Aim of the exercise = Transcribe all of the records exactly, leaving every line as it is.

[Stored data entries]
***
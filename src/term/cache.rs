//! Interning of atomic and datatype values.
//!
//! Structurally equal atoms, strings and datatype values built through this
//! cache share one allocation while any of them is alive, and `Rc::ptr_eq`
//! holds between them. Integers, booleans and characters are unboxed and
//! need no interning.
//!
//! The tables hold weak references only. A value is dropped with the last
//! term that uses it, and dead entries are pruned as the tables grow, so
//! nothing built during one execution outlives it.
//!
//! The cache is thread-local; terms are `Rc`-based and never cross threads.

use std::cell::RefCell;
use std::collections::hash_map::RandomState;
use std::collections::{HashMap, HashSet};
use std::hash::BuildHasher;
use std::rc::{Rc, Weak};

use super::{Datatype, Sequence, Term};

/// Insertions between two sweeps of dead entries.
const PRUNE_INTERVAL: usize = 1024;

#[derive(Default)]
struct ValueCache {
    hasher: RandomState,
    names: HashSet<Rc<str>>,
    atoms: HashMap<Box<str>, Weak<str>>,
    datatypes: HashMap<u64, Vec<Weak<Datatype>>>,
    inserted: usize,
}

impl ValueCache {
    fn name(&mut self, name: &str) -> Rc<str> {
        if let Some(existing) = self.names.get(name) {
            return Rc::clone(existing);
        }
        let name: Rc<str> = Rc::from(name);
        self.names.insert(Rc::clone(&name));
        name
    }

    fn note_insert(&mut self) {
        self.inserted += 1;
        if self.inserted >= PRUNE_INTERVAL {
            self.prune();
        }
    }

    fn prune(&mut self) {
        self.atoms.retain(|_, atom| atom.strong_count() > 0);
        self.datatypes.retain(|_, bucket| {
            bucket.retain(|data| data.strong_count() > 0);
            !bucket.is_empty()
        });
        // the set itself holds one reference
        self.names.retain(|name| Rc::strong_count(name) > 1);
        self.inserted = 0;
    }
}

thread_local! {
    static CACHE: RefCell<ValueCache> = RefCell::new(ValueCache::default());
}

pub fn atom(name: &str) -> Term {
    CACHE.with(|cache| {
        let mut cache = cache.borrow_mut();
        if let Some(existing) = cache.atoms.get(name).and_then(Weak::upgrade) {
            return Term::Atom(existing);
        }
        let atom: Rc<str> = Rc::from(name);
        cache.atoms.insert(name.into(), Rc::downgrade(&atom));
        cache.note_insert();
        Term::Atom(atom)
    })
}

pub fn datatype(name: &str, args: Sequence) -> Term {
    CACHE.with(|cache| {
        let mut cache = cache.borrow_mut();
        let name = cache.name(name);
        let hash = cache.hasher.hash_one((&*name, &args));

        let bucket = cache.datatypes.entry(hash).or_default();
        let existing = bucket
            .iter()
            .filter_map(Weak::upgrade)
            .find(|data| data.name == name && data.args == args);
        if let Some(existing) = existing {
            return Term::Data(existing);
        }

        let data = Rc::new(Datatype { name, args });
        bucket.push(Rc::downgrade(&data));
        cache.note_insert();
        Term::Data(data)
    })
}

/// Number of interned values on this thread that are still alive.
pub fn len() -> usize {
    CACHE.with(|cache| {
        let mut cache = cache.borrow_mut();
        cache.prune();
        cache.atoms.len() + cache.datatypes.values().map(Vec::len).sum::<usize>()
    })
}

#[cfg(test)]
mod tests {
    use super::*;

    #[test]
    fn test_equal_values_share_allocation() {
        let (Term::Atom(a), Term::Atom(b)) = (atom("cell"), atom("cell")) else {
            panic!("expected atoms");
        };
        assert!(Rc::ptr_eq(&a, &b));

        let first = datatype("tuple", Sequence::new([Term::Int(1)]));
        let second = datatype("tuple", Sequence::new([Term::Int(1)]));
        let (Term::Data(x), Term::Data(y)) = (&first, &second) else {
            panic!("expected datatypes");
        };
        assert!(Rc::ptr_eq(x, y));
    }

    #[test]
    fn test_len_counts_live_values() {
        let before = len();
        let kept = atom("only-once");
        let again = atom("only-once");
        assert_eq!(len(), before + 1);

        drop((kept, again));
        assert_eq!(len(), before);
    }

    #[test]
    fn test_dropped_datatypes_are_pruned() {
        let before = len();
        for n in 0..(2 * PRUNE_INTERVAL as i64) {
            datatype("tuple", Sequence::new([Term::Int(n)]));
        }
        assert_eq!(len(), before);
    }
}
***
Your solution =
filename src/term/cache.rs
//! Interning of atomic and datatype values.
//!
//! Structurally equal atoms, strings and datatype values built through this
//! cache share one allocation while any of them is alive, and `Rc::ptr_eq`
//! holds between them. Integers, booleans and characters are unboxed and
//! need no interning.
//!
//! The tables hold weak references only. A value is dropped with the last
//! term that uses it, and dead entries are pruned as the tables grow, so
//! nothing built during one execution outlives it.
//!
//! The cache is thread-local; terms are `Rc`-based and never cross threads.

use std::cell::RefCell;
use std::collections::hash_map::RandomState;
use std::collections::{HashMap, HashSet};
use std::hash::BuildHasher;
use std::rc::{Rc, Weak};

use super::{Datatype, Sequence, Term};

/// Insertions between two sweeps of dead entries.
const PRUNE_INTERVAL: usize = 1024;

#[derive(Default)]
struct ValueCache {
    hasher: RandomState,
    names: HashSet<Rc<str>>,
    atoms: HashMap<Box<str>, Weak<str>>,
    datatypes: HashMap<u64, Vec<Weak<Datatype>>>,
    inserted: usize,
}

impl ValueCache {
    fn name(&mut self, name: &str) -> Rc<str> {
        if let Some(existing) = self.names.get(name) {
            return Rc::clone(existing);
        }
        let name: Rc<str> = Rc::from(name);
        self.names.insert(Rc::clone(&name));
        name
    }

    fn note_insert(&mut self) {
        self.inserted += 1;
        if self.inserted >= PRUNE_INTERVAL {
            self.prune();
        }
    }

    fn prune(&mut self) {
        self.atoms.retain(|_, atom| atom.strong_count() > 0);
        self.datatypes.retain(|_, bucket| {
            bucket.retain(|data| data.strong_count() > 0);
            !bucket.is_empty()
        });
        // the set itself holds one reference
        self.names.retain(|name| Rc::strong_count(name) > 1);
        self.inserted = 0;
    }
}

thread_local! {
    static CACHE: RefCell<ValueCache> = RefCell::new(ValueCache::default());
}

pub fn atom(name: &str) -> Term {
    CACHE.with(|cache| {
        let mut cache = cache.borrow_mut();
        if let Some(existing) = cache.atoms.get(name).and_then(Weak::upgrade) {
            return Term::Atom(existing);
        }
        let atom: Rc<str> = Rc::from(name);
        cache.atoms.insert(name.into(), Rc::downgrade(&atom));
        cache.note_insert();
        Term::Atom(atom)
    })
}

pub fn datatype(name: &str, args: Sequence) -> Term {
    CACHE.with(|cache| {
        let mut cache = cache.borrow_mut();
        let name = cache.name(name);
        let hash = cache.hasher.hash_one((&*name, &args));

        let bucket = cache.datatypes.entry(hash).or_default();
        let existing = bucket
            .iter()
            .filter_map(Weak::upgrade)
            .find(|data| data.name == name && data.args == args);
        if let Some(existing) = existing {
            return Term::Data(existing);
        }

        let data = Rc::new(Datatype { name, args });
        bucket.push(Rc::downgrade(&data));
        cache.note_insert();
        Term::Data(data)
    })
}

/// Number of interned values on this thread that are still alive.
pub fn len() -> usize {
    CACHE.with(|cache| {
        let mut cache = cache.borrow_mut();
        cache.prune();
        cache.atoms.len() + cache.datatypes.values().map(Vec::len).sum::<usize>()
    })
}

#[cfg(test)]
mod tests {
    use super::*;

    #[test]
    fn test_equal_values_share_allocation() {
        let (Term::Atom(a), Term::Atom(b)) = (atom("cell"), atom("cell")) else {
            panic!("expected atoms");
        };
        assert!(Rc::ptr_eq(&a, &b));

        let first = datatype("tuple", Sequence::new([Term::Int(1)]));
        let second = datatype("tuple", Sequence::new([Term::Int(1)]));
        let (Term::Data(x), Term::Data(y)) = (&first, &second) else {
            panic!("expected datatypes");
        };
        assert!(Rc::ptr_eq(x, y));
    }

    #[test]
    fn test_len_counts_live_values() {
        let before = len();
        let kept = atom("only-once");
        let again = atom("only-once");
        assert_eq!(len(), before + 1);

        drop((kept, again));
        assert_eq!(len(), before);
    }

    #[test]
    fn test_dropped_datatypes_are_pruned() {
        let before = len();
        for n in 0..(2 * PRUNE_INTERVAL as i64) {
            datatype("tuple", Sequence::new([Term::Int(n)]));
        }
        assert_eq!(len(), before);
    }
}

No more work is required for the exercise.